Em síntese, “resistir, hoje, exige mais”, afinal, “É preciso enfrentar o desmonte silencioso que avança sob a lógica da terceirização, das OSS, da precarização do trabalho e da negação do vínculo”, define David dos Santos, membro do Fórum Popular de Saúde Mental da Zona Leste de São Paulo e do Fórum Kilomboleste.

A atenção às problemáticas do mundo do trabalho também se estendeu para além das portas dos CAPS, em tempos de mobilização na sociedade contra a exploração nas relações laborais. No ano passado, como destacou Outra Saúde, o Brasil registrou 400 mil afastamentos do trabalho por razões de saúde mental. Por isso, também estiveram presentes em diversos atos do Dia da Luta Antimanicomial ao redor do país alguns cartazes e bandeiras pelo fim da escala 6×1 – associada ao sofrimento psíquico dos trabalhadores, devido ao caráter extenuante das jornadas.

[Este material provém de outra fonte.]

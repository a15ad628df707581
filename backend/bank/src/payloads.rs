use serde::{Deserialize, Serialize};
use thiserror::Error;

use crate::foods::{Food, NewFood};

pub const FOOD_NOT_FOUND: &str = "Food not found";
pub const NO_FOODS_FOUND: &str = "No foods found";
pub const FOOD_DELETED: &str = "Food deleted successfully";
pub const SERVER_ERROR: &str = "Server error";
pub const MALFORMED_PAYLOAD: &str = "Malformed payload";

pub const NAME_FIELD: &str = "name";
pub const RECIPE_FIELD: &str = "recipe";

#[derive(Error, Debug, PartialEq, Eq)]
pub enum ValidationError {
    #[error("{0} is required")]
    Missing(&'static str),
}

/// Create/update body as sent by a client. Fields are optional here so a
/// missing field is reported as a validation failure rather than a decode error.
#[derive(Deserialize, Serialize, Debug, Default, Clone)]
pub struct FoodInput {
    #[serde(default)]
    pub name: Option<String>,
    #[serde(default)]
    pub recipe: Option<String>,
}

impl FoodInput {
    pub fn validate(self) -> Result<NewFood, ValidationError> {
        let name = required(self.name, NAME_FIELD)?;
        let recipe = required(self.recipe, RECIPE_FIELD)?;

        Ok(NewFood { name, recipe })
    }
}

fn required(value: Option<String>, field: &'static str) -> Result<String, ValidationError> {
    value
        .filter(|value| !value.trim().is_empty())
        .ok_or(ValidationError::Missing(field))
}

#[derive(Deserialize, Serialize, Debug, Clone, PartialEq, Eq)]
pub struct Message {
    pub message: String,
}

impl Message {
    pub fn new(message: impl Into<String>) -> Self {
        Self {
            message: message.into(),
        }
    }
}

#[derive(Deserialize, Serialize, Debug, Clone, PartialEq, Eq)]
#[serde(rename_all = "camelCase")]
pub struct DeletedFood {
    pub message: String,
    pub deleted_food: Food,
}

impl DeletedFood {
    pub fn new(deleted_food: Food) -> Self {
        Self {
            message: FOOD_DELETED.to_string(),
            deleted_food,
        }
    }
}

#[derive(Deserialize, Serialize, Debug, Default, Clone)]
pub struct SearchQuery {
    #[serde(default)]
    pub name: Option<String>,
}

Palavras de ordem também destacaram a importância das políticas de geração de empregos e atividades ocupacionais para os usuários dos serviços de saúde mental, cada vez mais precarizadas pelo subfinanciamento da RAPS.

Na avaliação dos entrevistados, retomar a radicalidade e a ligação íntima com a mobilização dos trabalhadores que caracterizavam os primeiros dias da luta antimanicomial será essencial para atravessar o atual momento. “Em meio ao avanço das políticas neoliberais e a toda a instabilidade política que a gente vive no Brasil a nível da democracia e da participação social, fazer uma retomada histórica disso é muito fundamental, porque vai refletir diretamente na capacidade de mobilização social”, avalia Daniel Bermudes.

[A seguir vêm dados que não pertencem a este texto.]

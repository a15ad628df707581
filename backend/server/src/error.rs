use axum::{
    Json,
    http::StatusCode,
    response::{IntoResponse, Response},
};
use bank::{
    Message, ValidationError,
    payloads::{MALFORMED_PAYLOAD, SERVER_ERROR},
};
use thiserror::Error;
use tracing::error;

use crate::store::StoreError;

#[derive(Error, Debug)]
pub enum AppError {
    #[error("Malformed payload")]
    MalformedPayload,

    #[error(transparent)]
    Validation(#[from] ValidationError),

    #[error("{0}")]
    NotFound(&'static str),

    #[error("Store error: {0}")]
    Store(#[from] StoreError),
}

impl IntoResponse for AppError {
    fn into_response(self) -> Response {
        let (status, message) = match &self {
            AppError::MalformedPayload => (StatusCode::BAD_REQUEST, MALFORMED_PAYLOAD.to_string()),
            AppError::Validation(e) => (StatusCode::BAD_REQUEST, e.to_string()),
            AppError::NotFound(message) => (StatusCode::NOT_FOUND, message.to_string()),
            AppError::Store(e) => {
                error!("{e}");

                (StatusCode::INTERNAL_SERVER_ERROR, SERVER_ERROR.to_string())
            }
        };

        (status, Json(Message::new(message))).into_response()
    }
}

“Em alguns colegas, percebemos um certo entristecimento, um desânimo na continuidade desse trabalho por se acreditar que ele não faz mais sentido, como se fosse uma causa perdida. Relembrar que os avanços foram fruto de muita luta pode retomar o interesse em fazer um trabalho que pense um novo futuro para o cuidado em saúde mental. Não um futuro ideal, mas um horizonte muito possível”, ele completa.

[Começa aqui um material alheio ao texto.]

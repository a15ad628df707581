use serde::{Deserialize, Serialize};

/// A persisted recipe. `id` is assigned by the store and never changes.
#[derive(Clone, Debug, PartialEq, Eq, Serialize, Deserialize)]
pub struct Food {
    pub id: String,
    pub name: String,
    pub recipe: String,
}

/// A validated name/recipe pair, ready to be inserted or written over an existing record.
#[derive(Clone, Debug, PartialEq, Eq, Serialize, Deserialize)]
pub struct NewFood {
    pub name: String,
    pub recipe: String,
}

impl Food {
    pub fn new(id: impl Into<String>, food: NewFood) -> Self {
        Self {
            id: id.into(),
            name: food.name,
            recipe: food.recipe,
        }
    }

    /// Overwrites both fields, keeping the id.
    pub fn overwrite(&mut self, food: NewFood) {
        self.name = food.name;
        self.recipe = food.recipe;
    }

    /// Ingredients are stored as one comma separated string; this is only a display split.
    pub fn ingredients(&self) -> impl Iterator<Item = &str> {
        self.recipe.split(',').map(str::trim)
    }
}

impl NewFood {
    pub fn new(name: impl Into<String>, recipe: impl Into<String>) -> Self {
        Self {
            name: name.into(),
            recipe: recipe.into(),
        }
    }
}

O que corrói a Rede de Atenção Psicossocial

O problema do subfinanciamento, dizem os ativistas, vem se agravando no último período. Por isso, a demanda por investimento nos serviços de saúde mental também apareceu fortemente nos atos, conta Daniel: “A gente coloca como pauta o investimento na RAPS, principalmente a ampliação dos serviços CAPS e das equipes eMulti, mas também uma maior formação e capacitação das equipes de saúde mental. É preciso retomar os investimentos até em condições básicas de trabalho e de assistência que os usuários precisam, como alimentação, material para oficinas, transporte para poder fazer passeios, estrutura física para poder beber água, coisas simples”.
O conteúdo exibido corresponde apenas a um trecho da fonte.